EXERCISE AIM: Provide nothing except how many lines of the data contain the word "TransactionPatch".

····················

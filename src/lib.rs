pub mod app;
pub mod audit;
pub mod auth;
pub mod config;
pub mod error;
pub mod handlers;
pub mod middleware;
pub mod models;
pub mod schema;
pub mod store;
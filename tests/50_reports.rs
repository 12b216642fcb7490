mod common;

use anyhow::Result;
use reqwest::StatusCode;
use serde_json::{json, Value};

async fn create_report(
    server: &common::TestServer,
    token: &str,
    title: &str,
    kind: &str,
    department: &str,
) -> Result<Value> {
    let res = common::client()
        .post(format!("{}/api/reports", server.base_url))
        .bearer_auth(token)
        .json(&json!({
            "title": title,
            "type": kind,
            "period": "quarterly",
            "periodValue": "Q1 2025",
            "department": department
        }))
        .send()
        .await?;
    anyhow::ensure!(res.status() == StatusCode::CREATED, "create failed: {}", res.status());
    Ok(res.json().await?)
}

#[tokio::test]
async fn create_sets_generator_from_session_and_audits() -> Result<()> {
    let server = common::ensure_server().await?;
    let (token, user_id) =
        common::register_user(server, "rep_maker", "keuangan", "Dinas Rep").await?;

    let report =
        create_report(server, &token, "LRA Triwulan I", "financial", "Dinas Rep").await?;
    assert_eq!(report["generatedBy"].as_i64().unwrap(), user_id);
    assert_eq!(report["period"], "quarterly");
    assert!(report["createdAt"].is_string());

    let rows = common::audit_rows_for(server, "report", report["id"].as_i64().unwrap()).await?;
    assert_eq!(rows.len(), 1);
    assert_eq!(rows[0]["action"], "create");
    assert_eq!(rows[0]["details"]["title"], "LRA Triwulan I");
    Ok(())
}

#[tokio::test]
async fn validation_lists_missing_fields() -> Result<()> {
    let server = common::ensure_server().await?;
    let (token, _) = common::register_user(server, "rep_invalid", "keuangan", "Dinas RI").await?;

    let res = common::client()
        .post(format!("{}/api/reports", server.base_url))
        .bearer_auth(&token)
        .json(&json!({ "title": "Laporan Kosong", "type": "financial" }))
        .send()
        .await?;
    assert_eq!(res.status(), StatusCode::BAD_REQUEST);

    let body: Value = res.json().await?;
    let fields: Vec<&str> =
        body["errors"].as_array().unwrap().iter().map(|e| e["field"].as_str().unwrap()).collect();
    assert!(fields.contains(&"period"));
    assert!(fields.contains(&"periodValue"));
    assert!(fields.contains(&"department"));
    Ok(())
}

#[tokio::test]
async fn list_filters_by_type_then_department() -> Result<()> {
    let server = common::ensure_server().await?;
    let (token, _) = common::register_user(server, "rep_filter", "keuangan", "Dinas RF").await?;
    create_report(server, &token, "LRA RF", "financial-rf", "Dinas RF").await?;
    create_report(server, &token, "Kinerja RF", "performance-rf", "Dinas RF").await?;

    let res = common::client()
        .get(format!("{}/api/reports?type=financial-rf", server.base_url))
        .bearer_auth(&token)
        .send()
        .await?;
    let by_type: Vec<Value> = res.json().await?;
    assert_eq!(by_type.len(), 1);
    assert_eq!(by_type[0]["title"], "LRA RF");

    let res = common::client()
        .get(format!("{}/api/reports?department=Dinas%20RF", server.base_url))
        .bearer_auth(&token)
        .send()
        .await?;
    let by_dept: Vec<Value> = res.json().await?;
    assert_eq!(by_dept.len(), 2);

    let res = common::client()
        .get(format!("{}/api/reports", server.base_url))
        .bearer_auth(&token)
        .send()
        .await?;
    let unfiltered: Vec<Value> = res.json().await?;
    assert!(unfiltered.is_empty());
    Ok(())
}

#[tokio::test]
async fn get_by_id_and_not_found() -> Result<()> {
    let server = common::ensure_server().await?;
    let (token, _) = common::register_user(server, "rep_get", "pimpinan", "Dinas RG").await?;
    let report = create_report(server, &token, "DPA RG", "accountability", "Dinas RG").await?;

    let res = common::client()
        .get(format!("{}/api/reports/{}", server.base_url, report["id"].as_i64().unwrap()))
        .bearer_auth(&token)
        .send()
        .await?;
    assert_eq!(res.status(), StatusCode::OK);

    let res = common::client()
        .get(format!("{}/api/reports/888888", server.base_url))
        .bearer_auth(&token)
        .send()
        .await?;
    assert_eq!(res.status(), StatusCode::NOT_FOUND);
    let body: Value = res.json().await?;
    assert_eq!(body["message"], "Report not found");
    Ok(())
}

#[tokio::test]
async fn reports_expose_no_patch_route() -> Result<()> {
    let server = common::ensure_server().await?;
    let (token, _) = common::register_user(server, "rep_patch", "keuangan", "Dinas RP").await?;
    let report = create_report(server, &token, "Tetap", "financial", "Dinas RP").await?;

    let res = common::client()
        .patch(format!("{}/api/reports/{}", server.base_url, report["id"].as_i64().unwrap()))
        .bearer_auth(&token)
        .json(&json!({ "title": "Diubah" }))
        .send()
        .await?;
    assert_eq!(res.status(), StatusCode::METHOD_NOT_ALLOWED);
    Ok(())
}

····················

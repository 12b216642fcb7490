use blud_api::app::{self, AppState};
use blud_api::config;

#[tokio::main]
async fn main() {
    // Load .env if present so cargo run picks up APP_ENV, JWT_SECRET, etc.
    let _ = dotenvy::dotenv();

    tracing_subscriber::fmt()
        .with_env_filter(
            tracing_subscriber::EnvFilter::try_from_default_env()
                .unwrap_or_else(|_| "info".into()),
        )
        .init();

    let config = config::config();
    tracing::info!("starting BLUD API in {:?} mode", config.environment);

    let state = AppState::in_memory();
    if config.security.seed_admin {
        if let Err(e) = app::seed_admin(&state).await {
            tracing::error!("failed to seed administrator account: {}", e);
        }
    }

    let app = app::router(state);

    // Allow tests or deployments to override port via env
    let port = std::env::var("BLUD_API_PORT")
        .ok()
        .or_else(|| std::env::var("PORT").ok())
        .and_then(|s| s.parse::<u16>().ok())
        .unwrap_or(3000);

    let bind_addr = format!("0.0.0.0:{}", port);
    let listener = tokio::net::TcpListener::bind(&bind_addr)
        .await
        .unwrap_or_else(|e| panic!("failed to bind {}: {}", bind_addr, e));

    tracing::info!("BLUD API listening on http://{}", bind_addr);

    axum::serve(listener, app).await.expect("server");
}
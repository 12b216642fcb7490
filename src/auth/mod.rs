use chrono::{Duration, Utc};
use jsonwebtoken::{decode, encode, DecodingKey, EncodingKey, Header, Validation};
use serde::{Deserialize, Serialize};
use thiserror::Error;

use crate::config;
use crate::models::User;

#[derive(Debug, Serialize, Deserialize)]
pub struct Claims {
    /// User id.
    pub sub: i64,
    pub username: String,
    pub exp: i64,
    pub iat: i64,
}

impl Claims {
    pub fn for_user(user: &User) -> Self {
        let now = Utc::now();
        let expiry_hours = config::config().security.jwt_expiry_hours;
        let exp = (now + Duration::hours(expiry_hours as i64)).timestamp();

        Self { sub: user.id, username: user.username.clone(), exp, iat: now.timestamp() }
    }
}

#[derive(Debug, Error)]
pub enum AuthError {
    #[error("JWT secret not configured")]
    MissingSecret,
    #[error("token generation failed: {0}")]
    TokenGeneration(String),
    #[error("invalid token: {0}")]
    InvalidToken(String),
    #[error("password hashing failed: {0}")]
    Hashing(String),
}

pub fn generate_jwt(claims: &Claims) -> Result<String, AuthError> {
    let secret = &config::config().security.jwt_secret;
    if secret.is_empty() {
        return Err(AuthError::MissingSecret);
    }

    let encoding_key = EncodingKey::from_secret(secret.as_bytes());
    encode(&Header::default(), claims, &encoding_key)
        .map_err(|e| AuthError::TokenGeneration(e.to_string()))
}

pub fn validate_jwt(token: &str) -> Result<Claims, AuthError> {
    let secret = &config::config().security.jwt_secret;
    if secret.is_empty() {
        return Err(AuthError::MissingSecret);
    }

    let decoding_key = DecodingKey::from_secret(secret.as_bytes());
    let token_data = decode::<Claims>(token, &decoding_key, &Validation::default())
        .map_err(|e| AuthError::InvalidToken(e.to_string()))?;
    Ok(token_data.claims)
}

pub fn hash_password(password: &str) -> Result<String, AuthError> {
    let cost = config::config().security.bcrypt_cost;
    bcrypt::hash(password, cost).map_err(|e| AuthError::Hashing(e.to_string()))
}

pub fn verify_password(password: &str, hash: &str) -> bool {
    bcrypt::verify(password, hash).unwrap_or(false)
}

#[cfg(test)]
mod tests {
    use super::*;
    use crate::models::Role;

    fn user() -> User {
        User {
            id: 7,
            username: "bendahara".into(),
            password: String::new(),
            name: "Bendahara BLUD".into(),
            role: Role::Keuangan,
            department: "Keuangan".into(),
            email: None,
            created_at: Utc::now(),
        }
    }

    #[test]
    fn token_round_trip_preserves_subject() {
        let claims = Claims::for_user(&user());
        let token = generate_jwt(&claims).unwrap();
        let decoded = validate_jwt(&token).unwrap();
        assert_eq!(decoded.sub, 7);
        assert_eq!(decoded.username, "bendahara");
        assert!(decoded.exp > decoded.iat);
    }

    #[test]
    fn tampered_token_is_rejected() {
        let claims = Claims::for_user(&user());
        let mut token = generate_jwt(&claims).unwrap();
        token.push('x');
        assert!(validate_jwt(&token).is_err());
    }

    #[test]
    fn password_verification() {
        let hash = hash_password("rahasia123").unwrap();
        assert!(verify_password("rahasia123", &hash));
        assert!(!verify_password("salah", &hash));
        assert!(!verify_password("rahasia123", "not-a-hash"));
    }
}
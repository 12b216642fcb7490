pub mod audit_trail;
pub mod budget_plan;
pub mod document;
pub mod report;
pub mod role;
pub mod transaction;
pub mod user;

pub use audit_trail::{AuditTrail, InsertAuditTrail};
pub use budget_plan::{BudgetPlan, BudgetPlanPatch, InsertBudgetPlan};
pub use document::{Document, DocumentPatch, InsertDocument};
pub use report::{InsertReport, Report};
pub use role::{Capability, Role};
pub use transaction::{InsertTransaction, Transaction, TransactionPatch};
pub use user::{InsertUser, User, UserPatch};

····················

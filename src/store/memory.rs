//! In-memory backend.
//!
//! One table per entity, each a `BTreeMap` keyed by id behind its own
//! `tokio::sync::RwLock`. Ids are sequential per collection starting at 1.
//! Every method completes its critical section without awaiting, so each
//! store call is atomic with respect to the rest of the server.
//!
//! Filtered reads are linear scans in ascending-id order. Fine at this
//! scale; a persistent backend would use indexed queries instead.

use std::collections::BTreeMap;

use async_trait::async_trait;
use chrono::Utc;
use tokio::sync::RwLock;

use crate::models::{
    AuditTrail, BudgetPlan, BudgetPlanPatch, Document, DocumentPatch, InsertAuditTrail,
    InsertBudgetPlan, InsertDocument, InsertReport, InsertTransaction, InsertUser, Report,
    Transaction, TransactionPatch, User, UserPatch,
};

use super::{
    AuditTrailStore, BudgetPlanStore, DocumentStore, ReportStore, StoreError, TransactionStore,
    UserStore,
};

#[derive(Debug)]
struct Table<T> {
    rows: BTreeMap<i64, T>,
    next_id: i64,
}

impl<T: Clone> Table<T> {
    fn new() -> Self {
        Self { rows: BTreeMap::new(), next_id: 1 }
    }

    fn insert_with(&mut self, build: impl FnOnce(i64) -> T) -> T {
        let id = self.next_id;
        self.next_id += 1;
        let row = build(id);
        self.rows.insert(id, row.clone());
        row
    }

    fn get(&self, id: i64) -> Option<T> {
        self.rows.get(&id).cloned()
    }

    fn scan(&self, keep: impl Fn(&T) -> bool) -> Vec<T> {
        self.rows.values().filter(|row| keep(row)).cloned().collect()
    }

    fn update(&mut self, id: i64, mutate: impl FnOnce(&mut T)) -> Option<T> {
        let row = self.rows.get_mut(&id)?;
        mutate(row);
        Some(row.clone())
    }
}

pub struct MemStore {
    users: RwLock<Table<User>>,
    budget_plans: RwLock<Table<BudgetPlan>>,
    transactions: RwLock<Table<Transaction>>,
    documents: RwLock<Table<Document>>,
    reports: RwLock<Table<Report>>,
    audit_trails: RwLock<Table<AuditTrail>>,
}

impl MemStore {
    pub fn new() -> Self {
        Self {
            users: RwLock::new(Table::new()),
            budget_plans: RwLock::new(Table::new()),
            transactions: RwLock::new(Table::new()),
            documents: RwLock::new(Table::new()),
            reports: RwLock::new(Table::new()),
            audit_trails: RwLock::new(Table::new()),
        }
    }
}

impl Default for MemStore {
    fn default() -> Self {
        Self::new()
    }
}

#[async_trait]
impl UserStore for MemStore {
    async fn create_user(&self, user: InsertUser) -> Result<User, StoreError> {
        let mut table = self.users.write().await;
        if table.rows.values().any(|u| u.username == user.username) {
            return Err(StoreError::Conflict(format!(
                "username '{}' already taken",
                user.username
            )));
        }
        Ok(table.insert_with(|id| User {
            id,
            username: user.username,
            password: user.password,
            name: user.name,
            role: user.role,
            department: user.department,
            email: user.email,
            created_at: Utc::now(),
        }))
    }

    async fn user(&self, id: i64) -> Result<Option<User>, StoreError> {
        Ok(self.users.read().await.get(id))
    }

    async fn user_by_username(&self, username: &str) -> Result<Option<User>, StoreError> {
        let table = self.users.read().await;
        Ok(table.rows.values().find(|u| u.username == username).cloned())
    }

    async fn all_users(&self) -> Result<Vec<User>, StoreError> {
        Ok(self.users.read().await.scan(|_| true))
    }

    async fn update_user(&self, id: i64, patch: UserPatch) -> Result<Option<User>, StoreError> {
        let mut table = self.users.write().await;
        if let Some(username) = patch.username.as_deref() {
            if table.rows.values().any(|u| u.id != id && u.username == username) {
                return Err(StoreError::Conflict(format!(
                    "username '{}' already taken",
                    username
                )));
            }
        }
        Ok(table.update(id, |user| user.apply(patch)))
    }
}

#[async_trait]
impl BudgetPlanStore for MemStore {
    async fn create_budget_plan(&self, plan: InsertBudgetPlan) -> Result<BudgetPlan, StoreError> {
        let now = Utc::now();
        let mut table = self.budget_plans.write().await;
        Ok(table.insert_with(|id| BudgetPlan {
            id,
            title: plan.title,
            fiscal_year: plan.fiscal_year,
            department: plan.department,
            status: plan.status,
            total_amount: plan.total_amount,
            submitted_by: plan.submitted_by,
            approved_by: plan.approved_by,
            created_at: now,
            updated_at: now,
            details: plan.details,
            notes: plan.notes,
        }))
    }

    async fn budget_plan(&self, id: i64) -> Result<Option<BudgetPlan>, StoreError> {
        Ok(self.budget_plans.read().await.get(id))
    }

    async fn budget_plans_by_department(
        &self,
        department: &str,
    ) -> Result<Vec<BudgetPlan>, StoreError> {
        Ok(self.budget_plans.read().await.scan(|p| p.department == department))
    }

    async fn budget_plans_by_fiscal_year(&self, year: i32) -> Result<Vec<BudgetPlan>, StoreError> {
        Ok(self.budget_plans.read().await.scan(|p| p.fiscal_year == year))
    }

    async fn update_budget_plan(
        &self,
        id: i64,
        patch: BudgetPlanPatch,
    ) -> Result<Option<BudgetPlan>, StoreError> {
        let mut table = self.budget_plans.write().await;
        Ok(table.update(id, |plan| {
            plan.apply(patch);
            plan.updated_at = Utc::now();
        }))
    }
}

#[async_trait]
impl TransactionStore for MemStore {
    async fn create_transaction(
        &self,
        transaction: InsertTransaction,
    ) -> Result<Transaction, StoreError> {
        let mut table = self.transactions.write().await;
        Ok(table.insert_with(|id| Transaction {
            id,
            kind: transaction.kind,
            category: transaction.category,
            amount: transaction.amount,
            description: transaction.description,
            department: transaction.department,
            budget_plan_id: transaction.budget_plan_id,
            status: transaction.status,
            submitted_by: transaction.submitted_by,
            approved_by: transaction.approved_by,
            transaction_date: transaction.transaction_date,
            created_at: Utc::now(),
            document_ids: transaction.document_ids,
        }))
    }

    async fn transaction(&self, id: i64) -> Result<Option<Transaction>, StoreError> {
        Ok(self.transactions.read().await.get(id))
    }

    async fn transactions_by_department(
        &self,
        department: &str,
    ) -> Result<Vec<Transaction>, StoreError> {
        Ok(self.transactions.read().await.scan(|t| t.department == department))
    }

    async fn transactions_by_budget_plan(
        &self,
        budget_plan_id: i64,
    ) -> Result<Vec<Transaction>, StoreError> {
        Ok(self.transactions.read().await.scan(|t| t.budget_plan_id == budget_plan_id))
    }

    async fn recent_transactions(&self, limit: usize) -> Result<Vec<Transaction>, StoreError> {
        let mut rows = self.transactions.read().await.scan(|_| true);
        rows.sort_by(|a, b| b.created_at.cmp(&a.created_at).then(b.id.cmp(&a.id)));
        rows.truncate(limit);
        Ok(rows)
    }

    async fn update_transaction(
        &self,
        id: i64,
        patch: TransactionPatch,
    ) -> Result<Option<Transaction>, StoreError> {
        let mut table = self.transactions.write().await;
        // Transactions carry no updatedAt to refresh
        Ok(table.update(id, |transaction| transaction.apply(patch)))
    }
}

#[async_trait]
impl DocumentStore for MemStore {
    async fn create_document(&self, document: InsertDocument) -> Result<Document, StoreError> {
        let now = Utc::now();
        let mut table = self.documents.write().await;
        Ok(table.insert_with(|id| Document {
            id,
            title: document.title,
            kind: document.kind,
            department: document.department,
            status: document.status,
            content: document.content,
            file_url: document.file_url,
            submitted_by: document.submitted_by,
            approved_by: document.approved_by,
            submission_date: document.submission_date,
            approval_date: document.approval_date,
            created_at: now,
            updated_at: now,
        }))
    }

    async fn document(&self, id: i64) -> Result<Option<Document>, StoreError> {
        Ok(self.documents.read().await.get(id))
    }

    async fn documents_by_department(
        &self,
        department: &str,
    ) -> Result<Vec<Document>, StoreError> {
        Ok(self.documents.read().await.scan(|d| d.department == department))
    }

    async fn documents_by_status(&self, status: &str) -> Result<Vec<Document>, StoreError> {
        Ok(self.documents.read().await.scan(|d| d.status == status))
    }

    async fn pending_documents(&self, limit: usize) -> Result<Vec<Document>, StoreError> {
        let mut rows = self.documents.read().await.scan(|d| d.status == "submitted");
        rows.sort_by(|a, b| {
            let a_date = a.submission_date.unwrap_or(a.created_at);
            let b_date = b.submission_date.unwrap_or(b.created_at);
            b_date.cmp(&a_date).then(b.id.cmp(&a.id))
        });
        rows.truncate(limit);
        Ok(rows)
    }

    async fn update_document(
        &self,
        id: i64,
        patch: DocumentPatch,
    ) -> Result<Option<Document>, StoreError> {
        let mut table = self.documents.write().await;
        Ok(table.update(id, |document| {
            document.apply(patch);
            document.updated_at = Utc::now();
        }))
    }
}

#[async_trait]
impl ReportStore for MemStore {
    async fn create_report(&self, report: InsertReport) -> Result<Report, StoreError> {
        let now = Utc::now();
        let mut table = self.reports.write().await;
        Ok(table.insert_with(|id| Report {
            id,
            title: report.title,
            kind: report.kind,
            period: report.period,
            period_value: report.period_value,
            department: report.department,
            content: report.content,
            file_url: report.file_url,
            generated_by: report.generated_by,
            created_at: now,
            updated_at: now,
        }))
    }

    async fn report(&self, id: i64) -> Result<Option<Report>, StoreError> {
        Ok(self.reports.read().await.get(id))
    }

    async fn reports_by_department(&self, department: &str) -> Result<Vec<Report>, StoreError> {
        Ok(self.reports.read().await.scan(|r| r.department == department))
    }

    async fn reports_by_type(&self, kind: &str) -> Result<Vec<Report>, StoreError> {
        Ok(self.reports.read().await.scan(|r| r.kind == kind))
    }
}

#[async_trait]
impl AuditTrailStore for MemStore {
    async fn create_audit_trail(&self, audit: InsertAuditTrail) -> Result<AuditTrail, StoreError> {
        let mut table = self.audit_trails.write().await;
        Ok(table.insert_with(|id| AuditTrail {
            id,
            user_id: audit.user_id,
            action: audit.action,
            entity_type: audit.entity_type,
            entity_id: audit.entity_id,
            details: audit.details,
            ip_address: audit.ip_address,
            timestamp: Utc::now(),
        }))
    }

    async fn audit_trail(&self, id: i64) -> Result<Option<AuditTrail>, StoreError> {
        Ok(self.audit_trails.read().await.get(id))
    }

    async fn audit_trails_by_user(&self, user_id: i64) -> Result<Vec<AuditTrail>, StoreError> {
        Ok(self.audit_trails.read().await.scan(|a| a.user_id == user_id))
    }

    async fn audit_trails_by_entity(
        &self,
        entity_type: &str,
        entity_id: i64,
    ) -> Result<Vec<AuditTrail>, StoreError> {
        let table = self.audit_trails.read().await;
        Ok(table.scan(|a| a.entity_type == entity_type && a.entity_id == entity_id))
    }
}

····················

ANSWER TO THE EXERCISE: 3